== ACTION ITEM ==
Beginning with the first line, copy out each line of the material until the line containing "in-line rather than" has been copied as well.

== SUPPLIED MATERIAL ==
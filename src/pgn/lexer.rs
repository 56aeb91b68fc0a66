//! The PGN lexer: an explicit state machine over a character stream,
//! producing one [`Event`] per call to [`Lexer::next`] (`spec.md` §4.4).
//!
//! Comments and numeric annotation glyphs are consumed and discarded
//! in-line rather than surfaced as events, matching the "consumed and
//! discarded" wording of the grammar; `next` loops internally past them.

use std::iter::Peekable;
use std::str::Chars;

use crate::square::Color;

use super::tokens::{Event, SanMove, TerminationMarker};

#[derive(Debug, Clone, Copy, PartialEq, Eq)]
enum State {
    ExpectTagOpenOrMovetext,
    ExpectTagName,
    ExpectTagValue,
    ExpectTagClose,
    ExpectColourIndicator,
    ExpectMovetext,
    Error,
    Done,
}

enum Step {
    Event(Event),
    Error,
    Continue,
}

pub struct Lexer<'a> {
    chars: Peekable<Chars<'a>>,
    state: State,
    context: String,
}

impl<'a> Lexer<'a> {
    #[must_use]
    pub fn new(text: &'a str) -> Lexer<'a> {
        Lexer { chars: text.chars().peekable(), state: State::ExpectTagOpenOrMovetext, context: String::new() }
    }

    /// The text fragment being processed when the most recent event was
    /// produced, for error reporting.
    #[must_use]
    pub fn context(&self) -> &str {
        &self.context
    }

    /// Produce the next lexical event, or `None` once the stream is
    /// exhausted or the lexer has entered its terminal error state.
    pub fn next(&mut self) -> Option<Event> {
        loop {
            if matches!(self.state, State::Error | State::Done) {
                return None;
            }
            self.skip_whitespace();
            if self.chars.peek().is_none() {
                if matches!(self.state, State::ExpectColourIndicator) {
                    self.state = State::Error;
                    #[cfg(feature = "logging")]
                    log::warn!("pgn lexer: EOF mid move-number indicator");
                    return Some(Event::SyntaxError);
                }
                self.state = State::Done;
                return None;
            }

            let step = match self.state {
                State::ExpectTagOpenOrMovetext => self.consume_tag_open_or_movetext(),
                State::ExpectTagName => self.consume_tag_name(),
                State::ExpectTagValue => self.consume_tag_value(),
                State::ExpectTagClose => self.consume_tag_close(),
                State::ExpectMovetext => self.consume_movetext(),
                State::ExpectColourIndicator => self.consume_colour_indicator(),
                State::Error | State::Done => unreachable!("handled above"),
            };

            match step {
                Step::Event(event) => {
                    if matches!(event, Event::Termination(_)) {
                        self.state = State::ExpectTagOpenOrMovetext;
                    }
                    return Some(event);
                }
                Step::Error => {
                    self.state = State::Error;
                    #[cfg(feature = "logging")]
                    log::warn!("pgn lexer: syntax error near {:?}", self.context);
                    return Some(Event::SyntaxError);
                }
                Step::Continue => continue,
            }
        }
    }

    fn skip_whitespace(&mut self) {
        while matches!(self.chars.peek(), Some(c) if c.is_whitespace()) {
            self.chars.next();
        }
    }

    fn consume_tag_open_or_movetext(&mut self) -> Step {
        if self.chars.peek() == Some(&'[') {
            self.chars.next();
            self.state = State::ExpectTagName;
            Step::Event(Event::TagPairOpen)
        } else {
            self.consume_movetext()
        }
    }

    fn consume_tag_name(&mut self) -> Step {
        let mut name = String::new();
        while matches!(self.chars.peek(), Some(c) if c.is_alphanumeric() || *c == '_') {
            name.push(self.chars.next().unwrap());
        }
        self.context = name.clone();
        self.state = State::ExpectTagValue;
        Step::Event(Event::TagPairName(name))
    }

    fn consume_tag_value(&mut self) -> Step {
        if self.chars.next() != Some('"') {
            return Step::Error;
        }
        let mut value = String::new();
        loop {
            match self.chars.next() {
                None | Some(']') | Some('\n') => return Step::Error,
                Some('"') => break,
                Some('\\') => match self.chars.next() {
                    Some(c @ ('"' | '\\')) => value.push(c),
                    _ => return Step::Error,
                },
                Some(c) => value.push(c),
            }
        }
        self.context = value.clone();
        self.state = State::ExpectTagClose;
        Step::Event(Event::TagPairValue(value))
    }

    fn consume_tag_close(&mut self) -> Step {
        if self.chars.next() == Some(']') {
            self.state = State::ExpectTagOpenOrMovetext;
            Step::Event(Event::TagPairClose)
        } else {
            Step::Error
        }
    }

    fn consume_colour_indicator(&mut self) -> Step {
        let mut count = 0u32;
        while self.chars.peek() == Some(&'.') {
            self.chars.next();
            count += 1;
        }
        let colour = match count {
            1 => Color::White,
            3 => Color::Black,
            _ => return Step::Error,
        };
        self.state = State::ExpectMovetext;
        Step::Event(Event::ColourIndicator(colour))
    }

    fn consume_movetext(&mut self) -> Step {
        match self.chars.peek() {
            Some('$') => self.consume_dollar_indicator(),
            Some('{') => self.consume_comment(),
            Some('(') => {
                self.chars.next();
                Step::Event(Event::AlternativeOpen)
            }
            Some(')') => {
                self.chars.next();
                Step::Event(Event::AlternativeClose)
            }
            _ => self.consume_token(),
        }
    }

    fn consume_dollar_indicator(&mut self) -> Step {
        self.chars.next(); // '$'
        if !matches!(self.chars.peek(), Some(c) if c.is_ascii_digit()) {
            return Step::Error;
        }
        while matches!(self.chars.peek(), Some(c) if c.is_ascii_digit()) {
            self.chars.next();
        }
        Step::Continue
    }

    fn consume_comment(&mut self) -> Step {
        self.chars.next(); // '{'
        loop {
            match self.chars.next() {
                Some('}') => return Step::Continue,
                Some(_) => continue,
                None => return Step::Error,
            }
        }
    }

    fn consume_token(&mut self) -> Step {
        let mut text = String::new();
        while let Some(&c) = self.chars.peek() {
            if c.is_whitespace() || c == '.' || c == '(' || c == ')' {
                break;
            }
            text.push(c);
            self.chars.next();
        }
        self.context = text.clone();

        let is_san_like = text.chars().any(|c| is_file(c) || c == 'O' || c == '-' || c == '*');
        if is_san_like {
            self.state = State::ExpectMovetext;
            san_from_text(text)
        } else {
            match text.parse::<u32>() {
                Ok(number) => {
                    self.state = State::ExpectColourIndicator;
                    Step::Event(Event::MoveNumber(number))
                }
                Err(_) => Step::Error,
            }
        }
    }
}

fn is_file(c: char) -> bool {
    ('a'..='h').contains(&c)
}

fn is_rank(c: char) -> bool {
    ('1'..='8').contains(&c)
}

fn translate_piece_symbol(c: char) -> Option<crate::square::SquareKind> {
    use crate::square::SquareKind::*;
    match c {
        'R' => Some(Rook),
        'B' => Some(Bishop),
        'N' => Some(Knight),
        'Q' => Some(Queen),
        'K' => Some(King),
        'P' => Some(Pawn),
        _ => None,
    }
}

/// Decode a movetext run into a SAN move, termination marker, or syntax
/// error, per the right-to-left order in `spec.md` §4.4.
fn san_from_text(mut text: String) -> Step {
    if let Some(marker) = TerminationMarker::from_text(&text) {
        return Step::Event(Event::Termination(marker));
    }

    let mut san = SanMove { original_text: text.clone(), ..SanMove::default() };

    if text.ends_with('+') {
        san.check = true;
        text.pop();
    }
    if text.ends_with('#') {
        san.checkmate = true;
        text.pop();
    }

    if let Some(last) = text.chars().last() {
        if let Some(kind) = translate_piece_symbol(last) {
            if text.len() >= 2 && text.as_bytes()[text.len() - 2] == b'=' {
                san.promotion = Some(kind);
                text.pop();
                text.pop();
            }
        }
    }

    if text == "O-O" {
        san.king_side_castle = true;
        return Step::Event(Event::San(san));
    }
    if text == "O-O-O" {
        san.queen_side_castle = true;
        return Step::Event(Event::San(san));
    }

    match text.pop() {
        Some(c) if is_rank(c) => san.dest_rank = Some(c as i8 - b'1' as i8),
        _ => return Step::Error,
    }
    match text.pop() {
        Some(c) if is_file(c) => san.dest_file = Some(c as i8 - b'a' as i8),
        _ => return Step::Error,
    }

    if text.is_empty() {
        return Step::Event(Event::San(san));
    }

    if text.ends_with('x') {
        san.capture = true;
        text.pop();
    }

    if text.is_empty() {
        return Step::Event(Event::San(san));
    }

    match text.chars().last() {
        Some(c) if is_file(c) => {
            san.src_file = Some(c as i8 - b'a' as i8);
            text.pop();
        }
        Some(c) if is_rank(c) => {
            san.src_rank = Some(c as i8 - b'1' as i8);
            text.pop();
        }
        _ => {}
    }

    if text.is_empty() {
        return Step::Event(Event::San(san));
    }

    if let Some(c) = text.chars().last() {
        if is_file(c) {
            san.src_file = Some(c as i8 - b'a' as i8);
            text.pop();
        }
    }

    if !text.is_empty() {
        if let Some(kind) = translate_piece_symbol(text.remove(0)) {
            san.piece_kind = kind;
        }
    }

    Step::Event(Event::San(san))
}

#[cfg(test)]
mod tests {
    use super::*;

    #[test]
    fn lexes_minimal_tag_pair() {
        let mut lexer = Lexer::new(r#"[Event "Test"]"#);
        assert_eq!(lexer.next(), Some(Event::TagPairOpen));
        assert_eq!(lexer.next(), Some(Event::TagPairName("Event".into())));
        assert_eq!(lexer.next(), Some(Event::TagPairValue("Test".into())));
        assert_eq!(lexer.next(), Some(Event::TagPairClose));
        assert_eq!(lexer.next(), None);
    }

    #[test]
    fn lexes_move_number_and_colour_indicator() {
        let mut lexer = Lexer::new("1. e4");
        assert_eq!(lexer.next(), Some(Event::MoveNumber(1)));
        assert_eq!(lexer.next(), Some(Event::ColourIndicator(Color::White)));
        match lexer.next() {
            Some(Event::San(san)) => {
                assert_eq!(san.dest_file, Some(4));
                assert_eq!(san.dest_rank, Some(3));
            }
            other => panic!("expected SAN event, got {other:?}"),
        }
    }

    #[test]
    fn lexes_black_colour_indicator() {
        let mut lexer = Lexer::new("1... Nf6");
        lexer.next();
        assert_eq!(lexer.next(), Some(Event::ColourIndicator(Color::Black)));
    }

    #[test]
    fn skips_comments_without_emitting_an_event() {
        let mut lexer = Lexer::new("e4 {good move} e5");
        let first = lexer.next();
        assert!(matches!(first, Some(Event::San(_))));
        let second = lexer.next();
        assert!(matches!(second, Some(Event::San(_))));
    }

    #[test]
    fn unterminated_comment_is_a_syntax_error() {
        let mut lexer = Lexer::new("e4 {oops");
        lexer.next();
        assert_eq!(lexer.next(), Some(Event::SyntaxError));
        assert_eq!(lexer.next(), None);
    }

    #[test]
    fn decodes_disambiguated_capture_with_check() {
        let mut lexer = Lexer::new("Nbxd5+");
        match lexer.next() {
            Some(Event::San(san)) => {
                assert_eq!(san.piece_kind, crate::square::SquareKind::Knight);
                assert!(san.capture);
                assert!(san.check);
                assert_eq!(san.src_file, Some(1));
                assert_eq!(san.dest_file, Some(3));
                assert_eq!(san.dest_rank, Some(4));
            }
            other => panic!("expected SAN event, got {other:?}"),
        }
    }

    #[test]
    fn decodes_promotion() {
        let mut lexer = Lexer::new("e8=Q");
        match lexer.next() {
            Some(Event::San(san)) => {
                assert_eq!(san.promotion, Some(crate::square::SquareKind::Queen));
                assert_eq!(san.dest_rank, Some(7));
            }
            other => panic!("expected SAN event, got {other:?}"),
        }
    }

    #[test]
    fn decodes_castling() {
        let mut lexer = Lexer::new("O-O O-O-O");
        assert!(matches!(lexer.next(), Some(Event::San(ref s)) if s.king_side_castle));
        assert!(matches!(lexer.next(), Some(Event::San(ref s)) if s.queen_side_castle));
    }

    #[test]
    fn termination_marker_resets_stream_for_next_game() {
        let mut lexer = Lexer::new("1-0 [Event \"Next\"]");
        assert_eq!(lexer.next(), Some(Event::Termination(TerminationMarker::WhiteWin)));
        assert_eq!(lexer.next(), Some(Event::TagPairOpen));
    }

    #[test]
    fn whitespace_insensitivity() {
        let mut a = Lexer::new("1.e4 e5");
        let mut b = Lexer::new("1.   e4\n\te5");
        loop {
            let (ea, eb) = (a.next(), b.next());
            assert_eq!(ea, eb);
            if ea.is_none() {
                break;
            }
        }
    }
}
//! Drives a [`Lexer`] and assembles its SAN/termination events into games,
//! discarding anything nested inside an alternative variation
//! (`spec.md` §4.5, grounded on the original's `MoveParser::next_game`).

use crate::error::PgnError;

use super::lexer::Lexer;
use super::tokens::{Event, SanMove, TerminationMarker};

pub struct MoveParser<'a> {
    lexer: Lexer<'a>,
    alternative_depth: u32,
    current_move: Option<SanMove>,
    last_termination: Option<TerminationMarker>,
}

impl<'a> MoveParser<'a> {
    #[must_use]
    pub fn new(text: &'a str) -> MoveParser<'a> {
        MoveParser {
            lexer: Lexer::new(text),
            alternative_depth: 0,
            current_move: None,
            last_termination: None,
        }
    }

    fn visit(&mut self, event: Event) {
        if self.alternative_depth > 0 {
            match event {
                Event::AlternativeOpen => self.alternative_depth += 1,
                Event::AlternativeClose => self.alternative_depth -= 1,
                _ => {}
            }
            return;
        }

        match event {
            Event::San(san) => self.current_move = Some(san),
            Event::Termination(marker) => self.last_termination = Some(marker),
            Event::AlternativeOpen => self.alternative_depth += 1,
            Event::AlternativeClose => self.alternative_depth -= 1,
            _ => {}
        }
    }

    /// Drive the lexer until a game's termination marker is observed
    /// (`Ok(Some(moves))`), EOF occurs cleanly before any game starts
    /// (`Ok(None)`), or EOF occurs mid-game (`Err(IncompleteGame)`).
    pub fn next_game(&mut self) -> Result<Option<Vec<SanMove>>, PgnError> {
        let Some(first) = self.lexer.next() else { return Ok(None) };
        self.visit(first);

        let mut game = Vec::new();
        loop {
            if self.alternative_depth == 0 {
                if let Some(san) = self.current_move.take() {
                    game.push(san);
                }
                if self.last_termination.take().is_some() {
                    return Ok(Some(game));
                }
            }

            match self.lexer.next() {
                Some(Event::SyntaxError) => {
                    return Err(PgnError::Syntax { near: self.lexer.context().to_string() })
                }
                Some(event) => self.visit(event),
                None => return Err(PgnError::IncompleteGame),
            }
        }
    }
}

#[cfg(test)]
mod tests {
    use super::*;
    use crate::square::SquareKind;

    #[test]
    fn parses_a_short_game() {
        let mut parser = MoveParser::new("1. e4 e5 2. Nf3 Nc6 1-0");
        let game = parser.next_game().unwrap().unwrap();
        assert_eq!(game.len(), 4);
        assert_eq!(game[0].dest_file, Some(4));
        assert_eq!(game[2].piece_kind, SquareKind::Knight);
    }

    #[test]
    fn drops_moves_inside_alternatives() {
        let mut parser = MoveParser::new("1. e4 (1. d4 d5) e5 1-0");
        let game = parser.next_game().unwrap().unwrap();
        assert_eq!(game.len(), 2);
    }

    #[test]
    fn nested_alternatives_track_depth() {
        let mut parser = MoveParser::new("1. e4 (1. d4 (1. c4) d5) e5 1-0");
        let game = parser.next_game().unwrap().unwrap();
        assert_eq!(game.len(), 2);
    }

    #[test]
    fn clean_eof_between_games_returns_none() {
        let mut parser = MoveParser::new("   ");
        assert_eq!(parser.next_game().unwrap(), None);
    }

    #[test]
    fn eof_mid_game_is_incomplete() {
        let mut parser = MoveParser::new("1. e4 e5 2. Nf3");
        assert_eq!(parser.next_game(), Err(PgnError::IncompleteGame));
    }

    #[test]
    fn two_games_from_one_stream() {
        let mut parser = MoveParser::new("1. e4 e5 1-0 1. d4 d5 0-1");
        let first = parser.next_game().unwrap().unwrap();
        assert_eq!(first.len(), 2);
        let second = parser.next_game().unwrap().unwrap();
        assert_eq!(second.len(), 2);
        assert_eq!(second[0].dest_file, Some(3));
    }
}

== ANSWER BELOW ==
filename src/pgn/lexer.rs
repository 56aeb91b68fc0a66
//! The PGN lexer: an explicit state machine over a character stream,
//! producing one [`Event`] per call to [`Lexer::next`] (`spec.md` §4.4).
//!
//! Comments and numeric annotation glyphs are consumed and discarded
//! in-line rather than surfaced as events, matching the "consumed and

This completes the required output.